Une ambition raillée. Principal obstacle sur la route de Manuel Valls : sa méconnaissance apparente de la ville, déjà moquée par ses adversaires et par certains médias espagnols. Interviewé par une radio catalane, il n’a pas été capable de donner le nombre exacte de quartiers que compte Barcelone, ni de dire quel était le plus pauvre d’entre eux. De quoi donner du grain à moudre à ses potentiels adversaires, qui dénoncent en chœur l’énormité de ce potentiel parachutage. "Il n'a jamais mis les pieds dehors et ne connaît pas les problématiques des quartiers", a notamment taclé Ada Colau, l’actuelle maire de la ville, élue avec le soutien de Podemos. Début juillet, le baromètre électoral de la mairie de Barcelone ne créditait Ciudadanos que de 5,2% des voix.
De gauche et de droite ? Pour pallier ces défauts, Manuel Valls pourrait miser sur la transversalité. L’ancien chef du gouvernement français a déjà indiqué qu'il préférerait une candidature hors-parti. Afin de s’imposer comme une figure du consensus, il tenterait de réunir autour de lui des forces issues de la droite et du centre-gauche, sur le modèle de ce qu’a fait Emmanuel Macron en France. Il espère ainsi gagner le soutien de "catalanistes" de la société civile, c’est-à-dire de défenseurs de l’identité catalane qui ne vont pas jusqu’à réclamer l’indépendance, comme l’explique Mediapart, qui a consacré une longue enquête aux réseaux de l’ancien socialiste. "S’il est seulement le candidat des anti-indépendantistes, il ne pourra pas gagner Barcelone. Il doit faire campagne en faisant l’éloge de la grande métropole européenne", analyse ainsi auprès du pure player un "conservateur catalan" qui aurait proposé ses services à Manuel Valls.
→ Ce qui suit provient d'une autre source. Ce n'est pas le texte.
//! Filter-and-summarise pipeline behind the healthy meals dashboard.
//!
//! ```text
//! load_file ─► MealTable ─► filter::apply ─► FilteredTable ─┬─► aggregate::*
//!                                                           └─► export::serialize
//! ```

pub mod config;
pub mod data;
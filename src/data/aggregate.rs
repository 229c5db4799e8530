//! Summaries over a [`FilteredTable`]: scalar KPIs and the data behind the
//! four chart views.  Every function is pure; a missing column yields
//! [`Unavailable`] (or `None` for a single KPI) instead of an error.

use std::cmp::Ordering;
use std::collections::BTreeMap;
use std::ops::RangeInclusive;

use thiserror::Error;

use super::filter::FilteredTable;
use super::model::{CALORIES, CUISINE, DIET_TYPE, HEALTH_SCORE, IS_HEALTHY, MEAL_NAME};

pub const HISTOGRAM_BINS: RangeInclusive<usize> = 10..=100;
pub const TOP_N: RangeInclusive<usize> = 5..=20;

/// Some column an aggregate needs is absent from the table.
#[derive(Debug, Clone, PartialEq, Eq, Error)]
#[error("{}", describe_missing(.columns))]
pub struct Unavailable {
    pub columns: Vec<&'static str>,
}

fn describe_missing(columns: &[&'static str]) -> String {
    let quoted: Vec<String> = columns.iter().map(|c| format!("'{c}'")).collect();
    match quoted.len() {
        1 => format!("Column {} not available.", quoted[0]),
        _ => format!("Columns {} not available.", quoted.join(" and/or ")),
    }
}

fn require(ft: &FilteredTable<'_>, columns: &[&'static str]) -> Result<(), Unavailable> {
    let missing: Vec<&'static str> = columns
        .iter()
        .copied()
        .filter(|c| !ft.has_column(c))
        .collect();
    if missing.is_empty() {
        Ok(())
    } else {
        Err(Unavailable { columns: missing })
    }
}

fn mean(values: impl Iterator<Item = f64>) -> Option<f64> {
    let (sum, count) = values.fold((0.0, 0usize), |(s, n), v| (s + v, n + 1));
    (count > 0).then(|| sum / count as f64)
}

// ---------------------------------------------------------------------------
// KPIs
// ---------------------------------------------------------------------------

/// Headline numbers.  `None` means "no data" for that figure.
#[derive(Debug, Clone, PartialEq)]
pub struct Kpis {
    pub rows: usize,
    pub mean_calories: Option<f64>,
    /// Mean of the 0/1 `is_healthy` indicator, scaled to 0–100.
    pub healthy_share_pct: Option<f64>,
    pub mean_health_score: Option<f64>,
}

pub fn kpis(ft: &FilteredTable<'_>) -> Kpis {
    let column_mean = |column: &str| {
        if ft.has_column(column) {
            mean(ft.numbers(column).filter_map(|(_, v)| v))
        } else {
            None
        }
    };
    Kpis {
        rows: ft.len(),
        mean_calories: column_mean(CALORIES),
        healthy_share_pct: column_mean(IS_HEALTHY).map(|m| m * 100.0),
        mean_health_score: column_mean(HEALTH_SCORE),
    }
}

/// One decimal, or an en dash when there is nothing to show.
pub fn format_kpi(value: Option<f64>) -> String {
    match value {
        Some(v) => format!("{v:.1}"),
        None => "–".to_string(),
    }
}

// ---------------------------------------------------------------------------
// Histogram
// ---------------------------------------------------------------------------

#[derive(Debug, Clone, PartialEq)]
pub struct HistogramBin {
    pub start: f64,
    pub end: f64,
    pub count: usize,
}

impl HistogramBin {
    pub fn center(&self) -> f64 {
        (self.start + self.end) / 2.0
    }

    pub fn width(&self) -> f64 {
        self.end - self.start
    }
}

#[derive(Debug, Clone, PartialEq, Default)]
pub struct Histogram {
    pub bins: Vec<HistogramBin>,
}

impl Histogram {
    pub fn total(&self) -> usize {
        self.bins.iter().map(|b| b.count).sum()
    }
}

/// Equal-width histogram of `calories` over the observed range.
///
/// `bins` is clamped to [`HISTOGRAM_BINS`].  The maximum value lands in the
/// last bin.  When every value is equal the range is widened to one unit
/// centred on that value.  No values at all gives a histogram without bins.
pub fn calorie_histogram(ft: &FilteredTable<'_>, bins: usize) -> Result<Histogram, Unavailable> {
    require(ft, &[CALORIES])?;
    let bins = bins.clamp(*HISTOGRAM_BINS.start(), *HISTOGRAM_BINS.end());

    let values: Vec<f64> = ft.numbers(CALORIES).filter_map(|(_, v)| v).collect();
    let Some((lo, hi)) = values.iter().fold(None, |acc: Option<(f64, f64)>, &v| match acc {
        None => Some((v, v)),
        Some((lo, hi)) => Some((lo.min(v), hi.max(v))),
    }) else {
        return Ok(Histogram::default());
    };

    let (start, span) = if hi > lo { (lo, hi - lo) } else { (lo - 0.5, 1.0) };
    let width = span / bins as f64;

    let mut counts = vec![0usize; bins];
    for v in values {
        let idx = (((v - start) / width).floor() as usize).min(bins - 1);
        counts[idx] += 1;
    }

    let bins = counts
        .into_iter()
        .enumerate()
        .map(|(i, count)| HistogramBin {
            start: start + i as f64 * width,
            end: start + (i + 1) as f64 * width,
            count,
        })
        .collect();
    Ok(Histogram { bins })
}

// ---------------------------------------------------------------------------
// Grouped means
// ---------------------------------------------------------------------------

/// Mean of one column within one group, plus the extremes it was built from.
#[derive(Debug, Clone, PartialEq)]
pub struct GroupMean {
    pub label: String,
    pub mean: f64,
    pub count: usize,
    pub min: f64,
    pub max: f64,
}

/// Group by a text column and average a numeric column.
///
/// Rows with a missing key are skipped, as are groups with no numeric
/// values.  Sorted by mean descending; equal means fall back to label
/// ascending.
fn group_mean(
    ft: &FilteredTable<'_>,
    key: &'static str,
    value: &'static str,
) -> Result<Vec<GroupMean>, Unavailable> {
    require(ft, &[key, value])?;

    // label -> (sum, count, min, max)
    let mut acc: BTreeMap<&str, (f64, usize, f64, f64)> = BTreeMap::new();
    for (row, v) in ft.numbers(value) {
        let (Some(label), Some(v)) = (ft.table().text(row, key), v) else {
            continue;
        };
        let entry = acc
            .entry(label)
            .or_insert((0.0, 0, f64::INFINITY, f64::NEG_INFINITY));
        entry.0 += v;
        entry.1 += 1;
        entry.2 = entry.2.min(v);
        entry.3 = entry.3.max(v);
    }

    let mut groups: Vec<GroupMean> = acc
        .into_iter()
        .map(|(label, (sum, count, min, max))| GroupMean {
            label: label.to_string(),
            // Clamp away float noise so the mean never leaves [min, max].
            mean: (sum / count as f64).clamp(min, max),
            count,
            min,
            max,
        })
        .collect();

    groups.sort_by(|a, b| {
        b.mean
            .partial_cmp(&a.mean)
            .unwrap_or(Ordering::Equal)
            .then_with(|| a.label.cmp(&b.label))
    });
    Ok(groups)
}

/// Mean `health_score` per `cuisine`, best first, at most `top_n` groups
/// (`top_n` clamped to [`TOP_N`]).
pub fn health_score_by_cuisine(
    ft: &FilteredTable<'_>,
    top_n: usize,
) -> Result<Vec<GroupMean>, Unavailable> {
    let top_n = top_n.clamp(*TOP_N.start(), *TOP_N.end());
    let mut groups = group_mean(ft, CUISINE, HEALTH_SCORE)?;
    groups.truncate(top_n);
    Ok(groups)
}

/// Fraction of healthy meals (mean of `is_healthy`) per `diet_type`, best first.
pub fn healthy_ratio_by_diet(ft: &FilteredTable<'_>) -> Result<Vec<GroupMean>, Unavailable> {
    group_mean(ft, DIET_TYPE, IS_HEALTHY)
}

// ---------------------------------------------------------------------------
// Calories vs health score
// ---------------------------------------------------------------------------

#[derive(Debug, Clone, PartialEq)]
pub struct ScatterPoint {
    pub row: usize,
    pub calories: f64,
    pub health_score: f64,
    /// `diet_type`, used for colour coding.
    pub group: Option<String>,
    /// `meal_name`, used for hover text.
    pub label: Option<String>,
}

/// Ordinary least squares line `y = slope * x + intercept`.
#[derive(Debug, Clone, Copy, PartialEq)]
pub struct Trend {
    pub slope: f64,
    pub intercept: f64,
}

impl Trend {
    pub fn at(&self, x: f64) -> f64 {
        self.slope * x + self.intercept
    }
}

#[derive(Debug, Clone, PartialEq)]
pub struct ScatterSeries {
    pub points: Vec<ScatterPoint>,
    /// `None` with fewer than two points or no spread in calories.
    pub trend: Option<Trend>,
}

impl ScatterSeries {
    /// The point closest to `(calories, health_score)`, measuring distance
    /// with each axis scaled to the spread of the points.
    pub fn nearest(&self, calories: f64, health_score: f64) -> Option<&ScatterPoint> {
        let spread = |value: fn(&ScatterPoint) -> f64| {
            let (lo, hi) = self
                .points
                .iter()
                .map(value)
                .fold((f64::INFINITY, f64::NEG_INFINITY), |(lo, hi), v| {
                    (lo.min(v), hi.max(v))
                });
            if hi > lo { hi - lo } else { 1.0 }
        };
        let (x_span, y_span) = (spread(|p| p.calories), spread(|p| p.health_score));

        let distance = |p: &ScatterPoint| {
            let dx = (p.calories - calories) / x_span;
            let dy = (p.health_score - health_score) / y_span;
            dx * dx + dy * dy
        };
        self.points
            .iter()
            .min_by(|a, b| distance(*a).total_cmp(&distance(*b)))
    }
}

pub fn calories_vs_health(ft: &FilteredTable<'_>) -> Result<ScatterSeries, Unavailable> {
    require(ft, &[CALORIES, HEALTH_SCORE])?;
    let table = ft.table();

    let points: Vec<ScatterPoint> = ft
        .numbers(CALORIES)
        .filter_map(|(row, calories)| {
            let calories = calories?;
            let health_score = table.number(row, HEALTH_SCORE)?;
            Some(ScatterPoint {
                row,
                calories,
                health_score,
                group: table.text(row, DIET_TYPE).map(str::to_string),
                label: table.text(row, MEAL_NAME).map(str::to_string),
            })
        })
        .collect();

    let trend = ols(points.iter().map(|p| (p.calories, p.health_score)));
    Ok(ScatterSeries { points, trend })
}

fn ols(pairs: impl Iterator<Item = (f64, f64)> + Clone) -> Option<Trend> {
    let n = pairs.clone().count();
    if n < 2 {
        return None;
    }
    let n_f = n as f64;
    let (sum_x, sum_y) = pairs
        .clone()
        .fold((0.0, 0.0), |(sx, sy), (x, y)| (sx + x, sy + y));
    let (mean_x, mean_y) = (sum_x / n_f, sum_y / n_f);

    let (sxx, sxy) = pairs.fold((0.0, 0.0), |(sxx, sxy), (x, y)| {
        let dx = x - mean_x;
        (sxx + dx * dx, sxy + dx * (y - mean_y))
    });
    if sxx == 0.0 {
        return None;
    }
    let slope = sxy / sxx;
    Some(Trend {
        slope,
        intercept: mean_y - slope * mean_x,
    })
}
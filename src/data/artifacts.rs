use std::io;
use std::path::Path;

pub const MODEL_PREFIX: &str = "best_is_healthy_model_";
pub const MODEL_SUFFIX: &str = ".joblib";

/// Look for a trained-model file next to the data.
///
/// Returns the name of the lexicographically first file in `dir` (not
/// recursive) that starts with [`MODEL_PREFIX`] and ends with
/// [`MODEL_SUFFIX`].  The file is never opened.
pub fn discover_model_artifact(dir: &Path) -> io::Result<Option<String>> {
    let mut matches: Vec<String> = Vec::new();
    for entry in std::fs::read_dir(dir)? {
        let entry = entry?;
        if !entry.file_type()?.is_file() {
            continue;
        }
        let Some(name) = entry.file_name().to_str().map(str::to_string) else {
            continue;
        };
        if name.starts_with(MODEL_PREFIX) && name.ends_with(MODEL_SUFFIX) {
            matches.push(name);
        }
    }
    matches.sort();
    Ok(matches.into_iter().next())
}

/// One-line note for the dashboard footer.
pub fn artifact_note(found: Option<&str>) -> String {
    match found {
        Some(name) => format!(
            "Found trained model: {name}. You can extend this app to score new meals using the model."
        ),
        None => "No trained model artifact found in folder (optional).".to_string(),
    }
}
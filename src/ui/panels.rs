use eframe::egui::{self, Color32, RichText, ScrollArea, Slider, Ui};

use meal_dashboard::data::export::EXPORT_FILE_NAME;
use meal_dashboard::data::filter::{CategoricalColumn, NumericRange};
use meal_dashboard::data::model::{CALORIES, HEALTH_SCORE};

use crate::state::{AppState, Status};

// ---------------------------------------------------------------------------
// Left side panel – filter widgets
// ---------------------------------------------------------------------------

/// Render the left filter panel.
pub fn side_panel(ui: &mut Ui, state: &mut AppState) {
    ui.heading("Filters");
    ui.separator();

    if state.table.is_none() {
        ui.label("No dataset loaded.");
        return;
    }

    ScrollArea::vertical()
        .auto_shrink([false, false])
        .show(ui, |ui: &mut Ui| {
            for column in CategoricalColumn::ALL {
                category_filter(ui, state, column);
            }
            ui.separator();
            range_filters(ui, state);
        });
}

/// Collapsible checkbox list for one categorical column.
fn category_filter(ui: &mut Ui, state: &mut AppState, column: CategoricalColumn) {
    // Clone so we can mutate state inside the loop.
    let Some(all_values) = state.options.get(&column).cloned() else {
        return;
    };

    let n_selected = state.filters.selection(column).map_or(0, |s| s.len());
    let n_total = all_values.len();
    let header_text = format!("{column}  ({n_selected}/{n_total})");

    egui::CollapsingHeader::new(RichText::new(header_text).strong())
        .id_salt(column.column_name())
        .default_open(false)
        .show(ui, |ui: &mut Ui| {
            ui.horizontal(|ui: &mut Ui| {
                if ui.small_button("All").clicked() {
                    state.select_all(column);
                }
                if ui
                    .small_button("None")
                    .on_hover_text("Nothing selected shows every row")
                    .clicked()
                {
                    state.select_none(column);
                }
            });

            for val in &all_values {
                let mut checked = state
                    .filters
                    .selection(column)
                    .is_some_and(|s| s.contains(val));

                // Diet types carry their scatter-plot colour.
                let mut text = RichText::new(val.as_str());
                if column == CategoricalColumn::DietType {
                    if let Some(cm) = &state.color_map {
                        text = text.color(cm.color_for(Some(val.as_str())));
                    }
                }

                if ui.checkbox(&mut checked, text).changed() {
                    state.set_category(column, val, checked);
                }
            }
        });
}

fn range_filters(ui: &mut Ui, state: &mut AppState) {
    if let Some((lo, hi)) = state.calorie_bounds {
        ui.strong("Calories range");
        let mut range = state.filters.calories.unwrap_or(NumericRange::new(lo, hi));
        if range_sliders(ui, &mut range, lo, hi) {
            state.set_calorie_range(range);
        }
    } else if !state.has_column(CALORIES) {
        ui.label(RichText::new("Column 'calories' not available.").weak());
    }

    ui.add_space(6.0);

    if state.has_column(HEALTH_SCORE) {
        ui.strong("Health Score range");
        let mut range = state
            .filters
            .health_score
            .unwrap_or(NumericRange::new(0.0, 100.0));
        if range_sliders(ui, &mut range, 0.0, 100.0) {
            state.set_health_score_range(range);
        }
    }
}

/// Min / max sliders with a step of one; returns whether either moved.
fn range_sliders(ui: &mut Ui, range: &mut NumericRange, lo: f64, hi: f64) -> bool {
    let min_changed = ui
        .add(Slider::new(&mut range.min, lo..=hi).step_by(1.0).text("min"))
        .changed();
    let max_changed = ui
        .add(Slider::new(&mut range.max, lo..=hi).step_by(1.0).text("max"))
        .changed();
    min_changed || max_changed
}

// ---------------------------------------------------------------------------
// Top bar
// ---------------------------------------------------------------------------

/// Render the top menu / toolbar.
pub fn top_bar(ui: &mut Ui, state: &mut AppState) {
    egui::menu::bar(ui, |ui: &mut Ui| {
        ui.menu_button("File", |ui: &mut Ui| {
            if ui.button("Open…").clicked() {
                open_file_dialog(state);
                ui.close_menu();
            }
            let can_export = state.table.is_some();
            if ui
                .add_enabled(can_export, egui::Button::new("Export filtered CSV…"))
                .clicked()
            {
                save_file_dialog(state);
                ui.close_menu();
            }
        });

        ui.separator();

        if let (Some(table), Some(path)) = (&state.table, &state.source_path) {
            let name = path
                .file_name()
                .map_or_else(|| path.display().to_string(), |n| n.to_string_lossy().into_owned());
            ui.label(RichText::new(name).strong());
            ui.label(format!(
                "{} meals loaded, {} visible",
                table.len(),
                state.visible_indices.len()
            ));
        }

        ui.separator();

        match &state.status {
            Some(Status::Info(msg)) => {
                ui.label(msg);
            }
            Some(Status::Error(msg)) => {
                ui.label(RichText::new(msg).color(Color32::RED));
            }
            None => {}
        }
    });
}

// ---------------------------------------------------------------------------
// File dialogs
// ---------------------------------------------------------------------------

pub fn open_file_dialog(state: &mut AppState) {
    let file = rfd::FileDialog::new()
        .set_title("Open meal data")
        .add_filter("Supported files", &["csv", "parquet", "pq", "json"])
        .add_filter("CSV", &["csv"])
        .add_filter("Parquet", &["parquet", "pq"])
        .add_filter("JSON", &["json"])
        .pick_file();

    if let Some(path) = file {
        if let Err(e) = state.open(&path) {
            log::error!("Failed to load file: {e:#}");
            state.status = Some(Status::Error(format!("Error: {e:#}")));
        }
    }
}

pub fn save_file_dialog(state: &mut AppState) {
    let file = rfd::FileDialog::new()
        .set_title("Download filtered data (CSV)")
        .set_file_name(EXPORT_FILE_NAME)
        .add_filter("CSV", &["csv"])
        .save_file();

    if let Some(path) = file {
        state.save_export(&path);
    }
}
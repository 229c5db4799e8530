use eframe::egui::{self, Align, Layout, RichText, ScrollArea, Ui};
use egui_extras::{Column, TableBuilder};

use crate::state::AppState;

const ROW_HEIGHT: f32 = 18.0;

// ---------------------------------------------------------------------------
// Filtered rows preview (bottom panel)
// ---------------------------------------------------------------------------

pub fn preview_panel(ui: &mut Ui, state: &AppState) {
    let Some(table) = state.table.as_deref() else {
        return;
    };
    let rows = state.preview_indices();

    ui.horizontal(|ui: &mut Ui| {
        ui.heading("Filtered Meals");
        ui.label(
            RichText::new(format!(
                "showing {} of {}",
                rows.len(),
                state.visible_indices.len()
            ))
            .weak(),
        );
    });
    ui.label(RichText::new(&state.artifact_note).small().weak());
    ui.separator();

    ScrollArea::horizontal().show(ui, |ui: &mut Ui| {
        TableBuilder::new(ui)
            .striped(true)
            .resizable(true)
            .cell_layout(Layout::left_to_right(Align::Center))
            .columns(Column::auto().at_least(60.0).clip(true), table.columns().len())
            .header(ROW_HEIGHT + 4.0, |mut header| {
                for name in table.columns() {
                    header.col(|ui: &mut Ui| {
                        ui.strong(name.as_str());
                    });
                }
            })
            .body(|body| {
                body.rows(ROW_HEIGHT, rows.len(), |mut row| {
                    let record = &table.rows()[rows[row.index()]];
                    for cell in &record.cells {
                        row.col(|ui: &mut Ui| {
                            if cell.is_missing() {
                                ui.label(RichText::new("–").weak());
                            } else {
                                ui.add(egui::Label::new(cell.to_string()).truncate());
                            }
                        });
                    }
                });
            });
    });
}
Sulfureux soutien. Pour former ce qui s’apparente à une équipe de campagne, le potentiel candidat s’entoure également de figures issues de la droite, et dont l’une au moins a déjà suscité la controverse : Josep Ramon Bosch. Présenté par El Mundo comme l’ordonnateur de l’agenda de Manuel Valls, cet homme d’influence à l’important carnet d’adresse, ancien membre du Parti populaire espagnol, a dû quitter en 2015 la présidence de la Société Civile Catalane - une association militant pour l’unité espagnole - après qu’un journaliste l’eut accusé en 2015 d’être à l'origine d'un faux profil Facebook menaçant de mort journalistes et indépendantistes, mais aussi d’une chaîne Youtube à l’idéologie d’extrême-droite. Des accusations niées par l’intéressé, qui était déjà apparu lors d’une commémoration franquiste en 2013, comme le signale Equinox, magazine français consacré à l’actualité barcelonaise.